◆ DIRECTIONS
Read the listing below and copy out each line where the word "Debug" occurs.

◆ DATA TO USE
--- START ---
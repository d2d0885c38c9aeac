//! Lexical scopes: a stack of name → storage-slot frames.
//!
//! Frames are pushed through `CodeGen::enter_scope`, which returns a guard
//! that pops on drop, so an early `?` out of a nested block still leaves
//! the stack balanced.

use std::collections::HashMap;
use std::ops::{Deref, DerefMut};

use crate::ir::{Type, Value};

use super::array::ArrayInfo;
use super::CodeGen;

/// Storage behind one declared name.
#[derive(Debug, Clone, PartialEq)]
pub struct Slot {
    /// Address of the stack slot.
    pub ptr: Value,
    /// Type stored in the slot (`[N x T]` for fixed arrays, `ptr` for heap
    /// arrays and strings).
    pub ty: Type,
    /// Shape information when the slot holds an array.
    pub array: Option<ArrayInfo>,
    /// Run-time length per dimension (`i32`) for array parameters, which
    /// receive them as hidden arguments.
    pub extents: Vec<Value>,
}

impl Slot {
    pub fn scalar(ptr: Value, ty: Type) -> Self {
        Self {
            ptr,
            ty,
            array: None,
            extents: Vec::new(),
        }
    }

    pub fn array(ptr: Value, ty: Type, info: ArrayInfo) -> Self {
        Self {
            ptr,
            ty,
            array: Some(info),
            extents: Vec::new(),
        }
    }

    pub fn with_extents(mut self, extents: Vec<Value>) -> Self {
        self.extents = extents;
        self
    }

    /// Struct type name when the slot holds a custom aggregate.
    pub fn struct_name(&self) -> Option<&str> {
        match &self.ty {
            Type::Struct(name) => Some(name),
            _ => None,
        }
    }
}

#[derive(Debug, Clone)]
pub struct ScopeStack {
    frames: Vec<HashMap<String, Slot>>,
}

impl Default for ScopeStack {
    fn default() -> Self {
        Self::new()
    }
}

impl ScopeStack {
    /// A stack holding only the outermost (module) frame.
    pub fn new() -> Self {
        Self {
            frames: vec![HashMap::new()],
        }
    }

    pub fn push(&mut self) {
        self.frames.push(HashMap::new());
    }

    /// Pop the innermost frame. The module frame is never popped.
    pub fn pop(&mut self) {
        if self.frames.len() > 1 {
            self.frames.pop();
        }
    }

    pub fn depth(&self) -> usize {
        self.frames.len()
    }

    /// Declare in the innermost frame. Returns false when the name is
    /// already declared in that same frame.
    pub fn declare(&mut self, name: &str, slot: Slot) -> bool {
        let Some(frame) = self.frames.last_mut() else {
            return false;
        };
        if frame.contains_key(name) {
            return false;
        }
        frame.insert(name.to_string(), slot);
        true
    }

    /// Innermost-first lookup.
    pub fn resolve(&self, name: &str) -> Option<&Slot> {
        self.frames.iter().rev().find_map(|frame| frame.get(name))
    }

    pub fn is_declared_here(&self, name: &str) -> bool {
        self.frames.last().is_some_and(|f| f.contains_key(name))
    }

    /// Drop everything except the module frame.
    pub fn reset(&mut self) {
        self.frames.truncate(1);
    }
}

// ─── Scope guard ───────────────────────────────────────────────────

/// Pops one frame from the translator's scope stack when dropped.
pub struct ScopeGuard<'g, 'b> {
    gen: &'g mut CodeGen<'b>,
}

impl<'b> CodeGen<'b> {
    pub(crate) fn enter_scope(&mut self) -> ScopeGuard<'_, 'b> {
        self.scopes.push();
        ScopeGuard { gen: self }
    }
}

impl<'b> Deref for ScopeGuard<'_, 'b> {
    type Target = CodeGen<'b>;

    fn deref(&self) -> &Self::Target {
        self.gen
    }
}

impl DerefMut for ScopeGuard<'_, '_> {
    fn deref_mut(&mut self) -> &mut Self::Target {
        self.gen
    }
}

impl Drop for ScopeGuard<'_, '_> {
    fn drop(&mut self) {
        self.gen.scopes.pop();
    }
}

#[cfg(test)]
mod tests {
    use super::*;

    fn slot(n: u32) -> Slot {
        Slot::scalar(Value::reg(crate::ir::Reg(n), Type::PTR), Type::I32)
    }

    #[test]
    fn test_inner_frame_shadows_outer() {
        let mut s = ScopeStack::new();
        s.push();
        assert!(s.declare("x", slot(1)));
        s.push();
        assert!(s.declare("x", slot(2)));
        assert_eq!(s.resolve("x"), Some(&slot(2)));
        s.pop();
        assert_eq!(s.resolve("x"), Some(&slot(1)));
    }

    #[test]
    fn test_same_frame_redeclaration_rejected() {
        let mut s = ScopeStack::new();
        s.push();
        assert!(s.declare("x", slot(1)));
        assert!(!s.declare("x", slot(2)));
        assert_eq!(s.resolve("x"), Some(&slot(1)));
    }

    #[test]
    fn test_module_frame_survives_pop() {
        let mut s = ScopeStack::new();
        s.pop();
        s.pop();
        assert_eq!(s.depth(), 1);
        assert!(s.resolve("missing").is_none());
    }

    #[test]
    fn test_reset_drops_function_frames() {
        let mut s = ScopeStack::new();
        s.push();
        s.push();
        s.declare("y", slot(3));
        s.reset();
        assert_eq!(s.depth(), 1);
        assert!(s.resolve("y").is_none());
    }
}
--- END ---
--- START ---
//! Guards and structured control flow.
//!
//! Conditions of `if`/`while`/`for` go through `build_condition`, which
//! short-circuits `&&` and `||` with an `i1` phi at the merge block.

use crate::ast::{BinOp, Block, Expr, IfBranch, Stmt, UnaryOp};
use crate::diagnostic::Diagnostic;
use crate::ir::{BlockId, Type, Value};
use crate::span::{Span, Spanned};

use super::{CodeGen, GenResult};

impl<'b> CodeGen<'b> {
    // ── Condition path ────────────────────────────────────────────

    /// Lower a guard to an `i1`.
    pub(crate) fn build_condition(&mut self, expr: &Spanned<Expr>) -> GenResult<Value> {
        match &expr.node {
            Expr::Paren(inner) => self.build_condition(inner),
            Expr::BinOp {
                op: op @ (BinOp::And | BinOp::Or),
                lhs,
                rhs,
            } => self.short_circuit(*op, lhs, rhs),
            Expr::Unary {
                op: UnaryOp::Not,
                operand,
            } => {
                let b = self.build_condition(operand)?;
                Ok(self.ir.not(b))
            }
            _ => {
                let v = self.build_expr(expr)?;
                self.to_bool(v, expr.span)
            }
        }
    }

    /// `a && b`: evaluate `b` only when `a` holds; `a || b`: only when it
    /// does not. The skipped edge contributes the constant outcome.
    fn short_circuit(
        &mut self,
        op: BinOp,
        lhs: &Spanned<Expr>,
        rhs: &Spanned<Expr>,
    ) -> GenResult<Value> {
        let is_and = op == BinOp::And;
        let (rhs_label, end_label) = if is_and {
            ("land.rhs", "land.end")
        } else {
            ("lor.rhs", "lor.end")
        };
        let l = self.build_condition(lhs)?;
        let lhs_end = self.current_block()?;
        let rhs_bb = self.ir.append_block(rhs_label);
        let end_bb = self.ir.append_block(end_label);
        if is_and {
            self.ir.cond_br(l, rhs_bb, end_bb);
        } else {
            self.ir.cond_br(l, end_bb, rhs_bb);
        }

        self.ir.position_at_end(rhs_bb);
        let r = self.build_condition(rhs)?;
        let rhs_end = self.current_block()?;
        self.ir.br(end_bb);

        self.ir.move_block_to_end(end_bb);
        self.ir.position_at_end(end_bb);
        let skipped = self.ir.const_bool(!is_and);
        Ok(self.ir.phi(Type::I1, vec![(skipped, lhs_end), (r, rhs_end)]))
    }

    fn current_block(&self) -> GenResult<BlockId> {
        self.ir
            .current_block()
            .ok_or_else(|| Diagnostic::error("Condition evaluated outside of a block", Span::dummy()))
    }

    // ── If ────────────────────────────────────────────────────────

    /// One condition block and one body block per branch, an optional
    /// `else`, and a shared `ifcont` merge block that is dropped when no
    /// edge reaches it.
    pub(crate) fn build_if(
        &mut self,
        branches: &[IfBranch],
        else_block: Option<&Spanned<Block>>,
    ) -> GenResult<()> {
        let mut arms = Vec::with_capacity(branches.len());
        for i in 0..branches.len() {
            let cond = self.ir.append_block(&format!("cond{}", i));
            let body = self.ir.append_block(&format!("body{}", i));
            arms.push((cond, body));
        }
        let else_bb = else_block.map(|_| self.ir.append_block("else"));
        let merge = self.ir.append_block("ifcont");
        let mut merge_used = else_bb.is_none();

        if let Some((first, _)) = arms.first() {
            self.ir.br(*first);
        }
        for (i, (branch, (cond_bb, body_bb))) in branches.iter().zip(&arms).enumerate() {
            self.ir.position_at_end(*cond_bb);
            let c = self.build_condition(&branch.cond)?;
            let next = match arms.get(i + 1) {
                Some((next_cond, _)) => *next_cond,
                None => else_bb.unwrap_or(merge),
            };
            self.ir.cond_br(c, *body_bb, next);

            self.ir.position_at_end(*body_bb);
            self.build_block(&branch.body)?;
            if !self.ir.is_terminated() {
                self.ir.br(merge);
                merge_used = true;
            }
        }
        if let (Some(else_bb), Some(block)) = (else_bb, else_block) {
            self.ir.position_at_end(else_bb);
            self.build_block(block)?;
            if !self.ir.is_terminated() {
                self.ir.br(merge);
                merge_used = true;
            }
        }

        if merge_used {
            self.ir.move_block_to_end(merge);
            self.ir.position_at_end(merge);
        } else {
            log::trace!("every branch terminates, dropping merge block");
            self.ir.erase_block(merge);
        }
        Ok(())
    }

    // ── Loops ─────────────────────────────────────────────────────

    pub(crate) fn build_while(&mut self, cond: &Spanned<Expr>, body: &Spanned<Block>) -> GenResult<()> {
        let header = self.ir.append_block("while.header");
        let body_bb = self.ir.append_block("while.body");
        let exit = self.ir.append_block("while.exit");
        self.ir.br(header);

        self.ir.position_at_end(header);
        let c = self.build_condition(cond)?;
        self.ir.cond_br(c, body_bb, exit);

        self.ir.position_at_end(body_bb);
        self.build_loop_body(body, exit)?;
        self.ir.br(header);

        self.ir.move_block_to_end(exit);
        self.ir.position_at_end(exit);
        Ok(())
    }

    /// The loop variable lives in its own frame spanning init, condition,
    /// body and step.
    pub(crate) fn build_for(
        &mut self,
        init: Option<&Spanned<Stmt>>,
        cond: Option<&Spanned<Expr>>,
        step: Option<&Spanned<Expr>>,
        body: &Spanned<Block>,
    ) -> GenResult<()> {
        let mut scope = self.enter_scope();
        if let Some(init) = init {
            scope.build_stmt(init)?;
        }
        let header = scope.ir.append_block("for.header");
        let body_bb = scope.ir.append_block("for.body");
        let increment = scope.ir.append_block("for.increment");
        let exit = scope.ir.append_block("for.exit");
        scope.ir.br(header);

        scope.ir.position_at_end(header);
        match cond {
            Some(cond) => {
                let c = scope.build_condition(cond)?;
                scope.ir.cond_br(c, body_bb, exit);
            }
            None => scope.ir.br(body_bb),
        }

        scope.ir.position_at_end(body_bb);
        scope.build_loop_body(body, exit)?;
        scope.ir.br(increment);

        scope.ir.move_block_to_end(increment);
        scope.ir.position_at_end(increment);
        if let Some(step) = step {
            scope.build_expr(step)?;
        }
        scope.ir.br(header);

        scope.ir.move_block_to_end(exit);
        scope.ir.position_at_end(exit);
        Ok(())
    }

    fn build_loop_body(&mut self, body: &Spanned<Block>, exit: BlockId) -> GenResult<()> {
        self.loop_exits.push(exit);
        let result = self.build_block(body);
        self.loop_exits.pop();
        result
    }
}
--- END ---
◆ RESULT
#[derive(Debug, Clone, PartialEq)]
#[derive(Debug, Clone)]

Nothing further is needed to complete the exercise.